There’s an initial plausibility to this view, and it was very popular among artists and intellectuals (though not many philosophers) in the first half of the twentieth century. Indeed the emotivist argument outlined on the last walk was originally devised to counter it.’

Really? I don’t quite get that.

‘The G.E. Moore line was that as long as your moral sense is working correctly, the judgements it makes will have an objective rightness, in the way someone with normal colour vision will be right in saying an apple is green and the sky blue. The emotivist agrees that it’s a feeling that you may well have, but says it does not correspond to any objective truth. It’s purely like your preference for tea over coffee.’

OK, with you.

‘So we must enquire a little more closely into what these good things are that Moore claims we perceive so readily. It is not really very surprising that Moore and his friends regarded as good those things that happened to be most in fashion in their group, the Bloomsbury set. They valued friendship, love, art, nature. They disapproved of laws or rules that interfered with the enjoyment of their particular pleasures.’

Sounds OK. So what’s wrong with it, then?

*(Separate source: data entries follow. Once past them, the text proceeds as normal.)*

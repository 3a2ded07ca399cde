use clap::{Parser, Subcommand};
use std::path::PathBuf;

#[derive(Parser, Debug)]
#[command(name = "fetchcore")]
#[command(about = "fetchcore CLI", long_about = None)]
pub struct Cli {
    /// Configuration file (overrides FETCHCORE_CONFIG)
    #[arg(long, global = true)]
    pub config: Option<PathBuf>,

    #[command(subcommand)]
    pub command: Commands,
}

#[derive(Subcommand, Debug)]
pub enum Commands {
    /// Download URLs into a directory as one composite task
    Fetch(FetchArgs),
}

#[derive(clap::Args, Debug)]
pub struct FetchArgs {
    /// URLs to download
    #[arg(required = true)]
    pub urls: Vec<String>,

    /// Directory the files are written to
    #[arg(long, short, default_value = ".")]
    pub out: PathBuf,

    /// Attempts per URL (defaults to downloader.max_attempts)
    #[arg(long)]
    pub tries: Option<u32>,

    /// Fail the whole fetch as soon as one URL fails
    #[arg(long)]
    pub fail_fast: bool,

    /// Serve repeated URLs from the configured cache and store new bodies
    /// in it
    #[arg(long)]
    pub cache: bool,
}
use bytes::BytesMut;
use std::sync::Arc;
use tracing::{debug, warn};

use super::store::CacheStore;
use crate::error::Result;
use crate::task::{DownloadSession, DownloadTask, Locator};

/// Wraps a cacheable task so that a real fetch also fills the cache
///
/// Sessions created here forward every chunk to the wrapped session and keep
/// a copy in a buffer bounded by `write_budget`. The copy is written to the
/// store only after the wrapped session completed successfully.
pub(crate) struct CachingTask<T, S: ?Sized> {
    inner: Arc<dyn DownloadTask<T>>,
    store: Arc<S>,
    write_budget: usize,
}

impl<T, S: CacheStore + ?Sized> CachingTask<T, S> {
    pub(crate) fn new(inner: Arc<dyn DownloadTask<T>>, store: Arc<S>, write_budget: usize) -> Self {
        Self {
            inner,
            store,
            write_budget,
        }
    }
}

impl<T: 'static, S: CacheStore + ?Sized> DownloadTask<T> for CachingTask<T, S> {
    fn locator(&self) -> &Locator {
        self.inner.locator()
    }

    fn is_cacheable(&self) -> bool {
        self.inner.is_cacheable()
    }

    fn create_session(&self, expected_len: Option<u64>) -> Result<Box<dyn DownloadSession<T>>> {
        let inner = self.inner.create_session(expected_len)?;

        let buffer = match expected_len {
            Some(len) if len > self.write_budget as u64 => {
                debug!(
                    locator = %self.locator(),
                    bytes = len,
                    budget = self.write_budget,
                    "Body exceeds cache write budget, not caching"
                );
                None
            }
            Some(len) => Some(BytesMut::with_capacity(len as usize)),
            None => Some(BytesMut::new()),
        };

        Ok(Box::new(CachingSession {
            inner,
            buffer,
            write_budget: self.write_budget,
            store: Arc::clone(&self.store),
            locator: self.locator().clone(),
        }))
    }
}

struct CachingSession<T, S: ?Sized> {
    inner: Box<dyn DownloadSession<T>>,
    /// `None` once caching was given up for this attempt
    buffer: Option<BytesMut>,
    write_budget: usize,
    store: Arc<S>,
    locator: Locator,
}

impl<T, S: CacheStore + ?Sized> DownloadSession<T> for CachingSession<T, S> {
    fn receive(&mut self, data: &[u8]) -> Result<()> {
        self.inner.receive(data)?;

        let overflow = match &self.buffer {
            Some(buffer) => buffer.len() + data.len() > self.write_budget,
            None => return Ok(()),
        };

        if overflow {
            debug!(
                locator = %self.locator,
                budget = self.write_budget,
                "Cache write budget exceeded, not caching"
            );
            self.buffer = None;
        } else if let Some(buffer) = &mut self.buffer {
            buffer.extend_from_slice(data);
        }
        Ok(())
    }

    fn completed(self: Box<Self>) -> Result<T> {
        let CachingSession {
            inner,
            buffer,
            store,
            locator,
            ..
        } = *self;

        let value = inner.completed()?;

        if let Some(buffer) = buffer {
            let len = buffer.len();
            match store.put(&locator, buffer.freeze()) {
                Ok(()) => debug!(locator = %locator, bytes = len, "Cached download body"),
                Err(e) => warn!(locator = %locator, error = %e, "Failed to cache download body"),
            }
        }

        Ok(value)
    }

    fn failed(self: Box<Self>) {
        self.inner.failed();
    }
}

#[cfg(test)]
mod tests {
    use super::*;
    use crate::cache::MemoryCacheStore;
    use crate::error::DownloadError;
    use crate::task::{MemoryTask, TaskExt};
    use bytes::Bytes;

    fn caching(budget: usize) -> (CachingTask<Bytes, MemoryCacheStore>, Arc<MemoryCacheStore>) {
        let store = Arc::new(MemoryCacheStore::new());
        let task: Arc<dyn DownloadTask<Bytes>> = Arc::new(MemoryTask::new("mem://a").cacheable());
        (CachingTask::new(task, Arc::clone(&store), budget), store)
    }

    #[test]
    fn test_commits_on_completion() {
        let (task, store) = caching(1024);
        let mut session = task.create_session(None).unwrap();
        session.receive(b"12").unwrap();
        session.receive(b"34").unwrap();
        assert!(store.is_empty());

        assert_eq!(session.completed().unwrap(), Bytes::from_static(b"1234"));
        assert_eq!(
            store.get(&Locator::new("mem://a")).unwrap().unwrap(),
            Bytes::from_static(b"1234")
        );
    }

    #[test]
    fn test_failed_session_writes_nothing() {
        let (task, store) = caching(1024);
        let mut session = task.create_session(Some(4)).unwrap();
        session.receive(b"12").unwrap();
        session.failed();
        assert!(store.is_empty());
    }

    #[test]
    fn test_budget_overflow_skips_cache_only() {
        let (task, store) = caching(3);
        let mut session = task.create_session(None).unwrap();
        session.receive(b"12").unwrap();
        session.receive(b"34").unwrap();

        assert_eq!(session.completed().unwrap(), Bytes::from_static(b"1234"));
        assert!(store.is_empty());
    }

    #[test]
    fn test_announced_length_over_budget_skips_cache() {
        let (task, store) = caching(3);
        let mut session = task.create_session(Some(4)).unwrap();
        session.receive(b"1234").unwrap();
        session.completed().unwrap();
        assert!(store.is_empty());
    }

    #[test]
    fn test_completion_error_writes_nothing() {
        let store = Arc::new(MemoryCacheStore::new());
        let inner: Arc<dyn DownloadTask<u32>> = Arc::new(
            MemoryTask::new("mem://n")
                .map(|_| Err::<u32, _>(DownloadError::session("unparseable")))
                .cacheable(),
        );
        let task = CachingTask::new(inner, Arc::clone(&store), 1024);

        let mut session = task.create_session(None).unwrap();
        session.receive(b"zz").unwrap();
        assert!(session.completed().is_err());
        assert!(store.is_empty());
    }

    #[test]
    fn test_store_failure_does_not_fail_download() {
        let (task, store) = caching(1024);
        store.close().unwrap();

        let mut session = task.create_session(None).unwrap();
        session.receive(b"ok").unwrap();
        assert_eq!(session.completed().unwrap(), Bytes::from_static(b"ok"));
    }
}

‘We can pick away at each of the various strands of Moore’s version of the moral sense theory. The first, that the good is indefinable, rather begs the question. (Remembering that if the good is definable, then our intellects can pick it out, without the need for the moral sense.) There have been endless attempts to define the good. We’ll come across many more of them as we go on. Moore’s response to any definition is to say, “Oh, that’s just not what the good really is. These are things that may be associated with the good, but the good is something else, this other thing that I can see, and you, dear boy, appear not to be able to see.” Moore’s theory therefore replaces argument with assertion: we are not given reasons for the statement that the good is a simple, obvious quality, like colour. We’re just told that if we don’t see it, it’s down to a lack of intelligence or education, like someone not getting opera or the ballet.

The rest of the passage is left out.